= THE TASK =
Show, in full, each line of the data that contains "requested".

= EXTRACTED ENTRIES =
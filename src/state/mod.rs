//! Application state and its pure transition methods.

mod app_state;

pub use app_state::{AppState, SortProgress, SortSession, StepHighlight};
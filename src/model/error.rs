//! Error types for value-sequence generation.
//!
//! Invalid generation parameters are a startup-time configuration problem:
//! they are rejected before the terminal is touched, with enough structure
//! in the error to print a clear message. There is no mid-run recovery
//! because the layout math assumes a valid, non-empty sequence.

use thiserror::Error;

/// Errors raised when value-sequence generation parameters are invalid.
///
/// Constructed by [`crate::model::GenerationParams::new`]; once a
/// `GenerationParams` exists, generation itself cannot fail.
#[derive(Debug, Error, Clone, Copy, PartialEq, Eq)]
pub enum GenerateError {
    /// The requested sequence length was zero.
    #[error("sequence length must be at least 1")]
    EmptyCount,

    /// The value range was inverted (minimum above maximum).
    #[error("inverted value range: min {min} > max {max}")]
    InvertedRange {
        /// The requested lower bound.
        min: u32,
        /// The requested upper bound.
        max: u32,
    },
}
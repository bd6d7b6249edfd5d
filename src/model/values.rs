//! Value sequence generation.

use crate::model::error::GenerateError;
use rand::Rng;

/// Validated parameters for value-sequence generation.
///
/// The constructor rejects invalid inputs, so any `GenerationParams` in
/// circulation describes a generatable sequence and [`generate_values`]
/// is infallible.
#[derive(Debug, Clone, Copy, PartialEq, Eq)]
pub struct GenerationParams {
    count: usize,
    min_value: u32,
    max_value: u32,
}

impl GenerationParams {
    /// Validate `count` and the inclusive value range `[min_value, max_value]`.
    ///
    /// # Errors
    ///
    /// Returns [`GenerateError::EmptyCount`] when `count` is zero and
    /// [`GenerateError::InvertedRange`] when `min_value > max_value`.
    pub fn new(count: usize, min_value: u32, max_value: u32) -> Result<Self, GenerateError> {
        if count == 0 {
            return Err(GenerateError::EmptyCount);
        }
        if min_value > max_value {
            return Err(GenerateError::InvertedRange {
                min: min_value,
                max: max_value,
            });
        }
        Ok(Self {
            count,
            min_value,
            max_value,
        })
    }

    /// Number of values to generate.
    pub fn count(&self) -> usize {
        self.count
    }

    /// Inclusive lower bound of the value range.
    pub fn min_value(&self) -> u32 {
        self.min_value
    }

    /// Inclusive upper bound of the value range.
    pub fn max_value(&self) -> u32 {
        self.max_value
    }
}

/// Draw a fresh sequence of `params.count()` values, each sampled uniformly
/// and independently from the inclusive range.
///
/// Pure in its inputs plus the random source: a seeded [`rand::rngs::StdRng`]
/// reproduces the same sequence.
pub fn generate_values(params: &GenerationParams, rng: &mut impl Rng) -> Vec<u32> {
    (0..params.count)
        .map(|_| rng.gen_range(params.min_value..=params.max_value))
        .collect()
}
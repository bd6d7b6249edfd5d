//! Frame composition.
//!
//! Splits the terminal into the caption header, the chart area, and the
//! status bar, and renders each region from the current state.

use crate::state::AppState;
use crate::view::bars::BarChartWidget;
use crate::view::constants::{HEADER_HEIGHT, STATUS_BAR_HEIGHT};
use crate::view::help::render_help_overlay;
use crate::view::styles::BarStyles;
use ratatui::layout::{Alignment, Constraint, Direction, Layout, Rect};
use ratatui::text::Line;
use ratatui::widgets::Paragraph;
use ratatui::Frame;

/// Render one full frame: header, bars, status bar, and the help overlay
/// when visible.
///
/// The caller refreshes the layout snapshot (via
/// [`AppState::ensure_layout`]) before drawing; rendering itself never
/// recomputes geometry.
pub fn render_frame(frame: &mut Frame, state: &AppState, styles: &BarStyles) {
    let chunks = Layout::default()
        .direction(Direction::Vertical)
        .constraints([
            Constraint::Length(HEADER_HEIGHT),
            Constraint::Min(0),
            Constraint::Length(STATUS_BAR_HEIGHT),
        ])
        .split(frame.area());

    render_header(frame, chunks[0], styles);
    frame.render_widget(
        BarChartWidget::new(&state.values, &state.layout, styles, state.highlight),
        chunks[1],
    );
    render_status_bar(frame, chunks[2], state, styles);

    if state.help_visible {
        render_help_overlay(frame);
    }
}

/// Chart area height for a terminal of `total_height` rows.
///
/// Kept next to the layout split so the pre-draw geometry derivation in the
/// main loop cannot drift from the constraints above.
pub fn chart_height(total_height: u16) -> u16 {
    total_height.saturating_sub(HEADER_HEIGHT + STATUS_BAR_HEIGHT)
}

fn render_header(frame: &mut Frame, area: Rect, styles: &BarStyles) {
    let caption = Paragraph::new(vec![
        Line::from("R - Reset | SPACE - Start Sorting | A - Ascending | D - Descending"),
        Line::from("B - Bubble Sort | I - Insertion Sort | ? - Help | Q - Quit"),
    ])
    .style(styles.text())
    .alignment(Alignment::Center);
    frame.render_widget(caption, area);
}

fn render_status_bar(frame: &mut Frame, area: Rect, state: &AppState, styles: &BarStyles) {
    let (activity, style) = if state.session.is_running() {
        ("sorting", styles.active_text())
    } else {
        ("idle", styles.text())
    };
    let status = format!(
        " {} | {} | {}",
        state.algorithm.label(),
        state.direction.label(),
        activity
    );
    frame.render_widget(Paragraph::new(Line::from(status)).style(style), area);
}

#[cfg(test)]
mod tests {
    use super::*;

    #[test]
    fn chart_height_reserves_header_and_status() {
        assert_eq!(chart_height(24), 24 - HEADER_HEIGHT - STATUS_BAR_HEIGHT);
    }

    #[test]
    fn chart_height_saturates_on_tiny_terminals() {
        assert_eq!(chart_height(1), 0);
        assert_eq!(chart_height(0), 0);
    }
}
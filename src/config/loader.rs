//! Configuration file loading with precedence handling.
//!
//! Precedence chain, lowest to highest: hardcoded defaults, the TOML config
//! file, environment variables, CLI arguments. Missing config files are not
//! errors; invalid values fail fast before the terminal is touched.

use crate::model::error::GenerateError;
use crate::model::sorter::{Algorithm, Direction};
use crate::model::values::GenerationParams;
use serde::Deserialize;
use std::path::PathBuf;
use thiserror::Error;

/// Upper bound on the configurable tick rate, in frames per second.
pub const MAX_TICK_RATE: u32 = 240;

/// Errors that can occur during config loading and validation.
#[derive(Debug, Error, Clone, PartialEq, Eq)]
pub enum ConfigError {
    /// Failed to read a config file that exists.
    #[error("failed to read config file at {path}: {reason}")]
    ReadError {
        /// Path that failed to read.
        path: PathBuf,
        /// Reason for the failure.
        reason: String,
    },

    /// Config file contains invalid TOML.
    #[error("invalid TOML in {path}: {reason}")]
    ParseError {
        /// Path with invalid TOML.
        path: PathBuf,
        /// Parse error details.
        reason: String,
    },

    /// Algorithm name not recognized.
    #[error("unknown algorithm {name:?} (expected \"bubble\" or \"insertion\")")]
    UnknownAlgorithm {
        /// The rejected name.
        name: String,
    },

    /// Tick rate outside the supported range.
    #[error("tick rate {tick_rate} out of range (1-{MAX_TICK_RATE})")]
    InvalidTickRate {
        /// The rejected tick rate.
        tick_rate: u32,
    },

    /// Sequence parameters rejected by the generator.
    #[error(transparent)]
    Generation(#[from] GenerateError),
}

/// TOML configuration file structure.
///
/// All fields are optional; anything unset falls back to the hardcoded
/// defaults. Corresponds to `~/.config/sortviz/config.toml`.
#[derive(Debug, Clone, Deserialize, PartialEq)]
#[serde(deny_unknown_fields)]
pub struct ConfigFile {
    /// Number of bars to generate.
    #[serde(default)]
    pub count: Option<usize>,

    /// Inclusive lower bound of the random value range.
    #[serde(default)]
    pub min_value: Option<u32>,

    /// Inclusive upper bound of the random value range.
    #[serde(default)]
    pub max_value: Option<u32>,

    /// Frame rate in ticks per second.
    #[serde(default)]
    pub tick_rate: Option<u32>,

    /// Algorithm to start with ("bubble" or "insertion").
    #[serde(default)]
    pub algorithm: Option<String>,

    /// Start with descending order selected.
    #[serde(default)]
    pub descending: Option<bool>,

    /// Path to the log file for tracing output.
    #[serde(default)]
    pub log_file_path: Option<PathBuf>,

    /// Custom key bindings (future use).
    #[serde(default)]
    pub keybindings: Option<toml::Value>,
}

/// Resolved configuration after applying precedence rules.
#[derive(Debug, Clone, PartialEq, Eq)]
pub struct ResolvedConfig {
    /// Number of bars.
    pub count: usize,
    /// Inclusive lower bound of the value range.
    pub min_value: u32,
    /// Inclusive upper bound of the value range.
    pub max_value: u32,
    /// Frame rate in ticks per second.
    pub tick_rate: u32,
    /// Algorithm selected at startup.
    pub algorithm: Algorithm,
    /// Direction selected at startup.
    pub direction: Direction,
    /// Path to the log file for tracing output.
    pub log_file_path: PathBuf,
}

impl Default for ResolvedConfig {
    fn default() -> Self {
        Self {
            count: 50,
            min_value: 0,
            max_value: 100,
            tick_rate: 60,
            algorithm: Algorithm::Bubble,
            direction: Direction::Ascending,
            log_file_path: default_log_path(),
        }
    }
}

impl ResolvedConfig {
    /// Validate the resolved values.
    ///
    /// # Errors
    ///
    /// Returns [`ConfigError::InvalidTickRate`] for a tick rate outside
    /// `1..=MAX_TICK_RATE`, and [`ConfigError::Generation`] for a zero
    /// count or an inverted value range.
    pub fn validate(&self) -> Result<(), ConfigError> {
        if self.tick_rate == 0 || self.tick_rate > MAX_TICK_RATE {
            return Err(ConfigError::InvalidTickRate {
                tick_rate: self.tick_rate,
            });
        }
        GenerationParams::new(self.count, self.min_value, self.max_value)?;
        Ok(())
    }
}

/// CLI argument overrides, the highest-precedence configuration source.
///
/// Each field is `Some` only when the user passed the flag explicitly.
#[derive(Debug, Clone, Default, PartialEq, Eq)]
pub struct CliOverrides {
    /// `--count` override.
    pub count: Option<usize>,
    /// `--min-value` override.
    pub min_value: Option<u32>,
    /// `--max-value` override.
    pub max_value: Option<u32>,
    /// `--tick-rate` override.
    pub tick_rate: Option<u32>,
    /// `--algorithm` override.
    pub algorithm: Option<Algorithm>,
    /// `--descending` override.
    pub direction: Option<Direction>,
}

/// Resolve the default log file path.
///
/// Returns `~/.local/state/sortviz/sortviz.log` on Unix-like systems, or the
/// platform equivalent. Falls back to the current directory when no state
/// directory can be determined.
pub fn default_log_path() -> PathBuf {
    if let Some(state_dir) = dirs::state_dir() {
        state_dir.join("sortviz").join("sortviz.log")
    } else {
        PathBuf::from("sortviz.log")
    }
}

/// Resolve the default config file path.
///
/// Returns `~/.config/sortviz/config.toml` on Unix, the platform equivalent
/// elsewhere, or `None` if no config directory can be determined.
pub fn default_config_path() -> Option<PathBuf> {
    dirs::config_dir().map(|dir| dir.join("sortviz").join("config.toml"))
}

/// Load a configuration file from a specific path.
///
/// Returns `Ok(None)` if the file doesn't exist (not an error; defaults
/// apply).
///
/// # Errors
///
/// Returns an error if the file exists but cannot be read or parsed.
pub fn load_config_file(path: impl Into<PathBuf>) -> Result<Option<ConfigFile>, ConfigError> {
    let path = path.into();

    if !path.exists() {
        return Ok(None);
    }

    let contents = std::fs::read_to_string(&path).map_err(|e| ConfigError::ReadError {
        path: path.clone(),
        reason: e.to_string(),
    })?;

    let config: ConfigFile = toml::from_str(&contents).map_err(|e| ConfigError::ParseError {
        path: path.clone(),
        reason: e.to_string(),
    })?;

    Ok(Some(config))
}

/// Load configuration with path precedence.
///
/// Precedence (highest to lowest): the explicit `config_path` argument
/// (CLI `--config`), the `SORTVIZ_CONFIG` environment variable, the default
/// path from [`default_config_path`].
///
/// # Errors
///
/// Returns an error only if a config file exists but cannot be read or
/// parsed.
pub fn load_config_with_precedence(
    config_path: Option<PathBuf>,
) -> Result<Option<ConfigFile>, ConfigError> {
    if let Some(path) = config_path {
        return load_config_file(path);
    }

    if let Ok(env_path) = std::env::var("SORTVIZ_CONFIG") {
        return load_config_file(PathBuf::from(env_path));
    }

    if let Some(default_path) = default_config_path() {
        return load_config_file(default_path);
    }

    Ok(None)
}

/// Merge a config file into the defaults.
///
/// For each field, `Some(value)` from the file wins; otherwise the default
/// applies.
///
/// # Errors
///
/// Returns [`ConfigError::UnknownAlgorithm`] if the file names an algorithm
/// that does not exist.
pub fn merge_config(config_file: Option<ConfigFile>) -> Result<ResolvedConfig, ConfigError> {
    let defaults = ResolvedConfig::default();

    let Some(config) = config_file else {
        return Ok(defaults);
    };

    let algorithm = match config.algorithm {
        Some(name) => {
            Algorithm::parse(&name).ok_or(ConfigError::UnknownAlgorithm { name })?
        }
        None => defaults.algorithm,
    };
    let direction = match config.descending {
        Some(true) => Direction::Descending,
        Some(false) => Direction::Ascending,
        None => defaults.direction,
    };

    Ok(ResolvedConfig {
        count: config.count.unwrap_or(defaults.count),
        min_value: config.min_value.unwrap_or(defaults.min_value),
        max_value: config.max_value.unwrap_or(defaults.max_value),
        tick_rate: config.tick_rate.unwrap_or(defaults.tick_rate),
        algorithm,
        direction,
        log_file_path: config.log_file_path.unwrap_or(defaults.log_file_path),
    })
}

/// Apply environment variable overrides.
///
/// `SORTVIZ_TICK_RATE` overrides the tick rate when it parses as an
/// integer; garbage values are ignored (validation still bounds the final
/// value).
pub fn apply_env_overrides(mut config: ResolvedConfig) -> ResolvedConfig {
    if let Ok(raw) = std::env::var("SORTVIZ_TICK_RATE") {
        if let Ok(tick_rate) = raw.parse() {
            config.tick_rate = tick_rate;
        }
    }

    config
}

/// Apply CLI argument overrides, the highest-precedence source.
pub fn apply_cli_overrides(mut config: ResolvedConfig, overrides: CliOverrides) -> ResolvedConfig {
    if let Some(count) = overrides.count {
        config.count = count;
    }
    if let Some(min_value) = overrides.min_value {
        config.min_value = min_value;
    }
    if let Some(max_value) = overrides.max_value {
        config.max_value = max_value;
    }
    if let Some(tick_rate) = overrides.tick_rate {
        config.tick_rate = tick_rate;
    }
    if let Some(algorithm) = overrides.algorithm {
        config.algorithm = algorithm;
    }
    if let Some(direction) = overrides.direction {
        config.direction = direction;
    }

    config
}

= ANSWER AREA =
    /// The requested sequence length was zero.
        /// The requested lower bound.
        /// The requested upper bound.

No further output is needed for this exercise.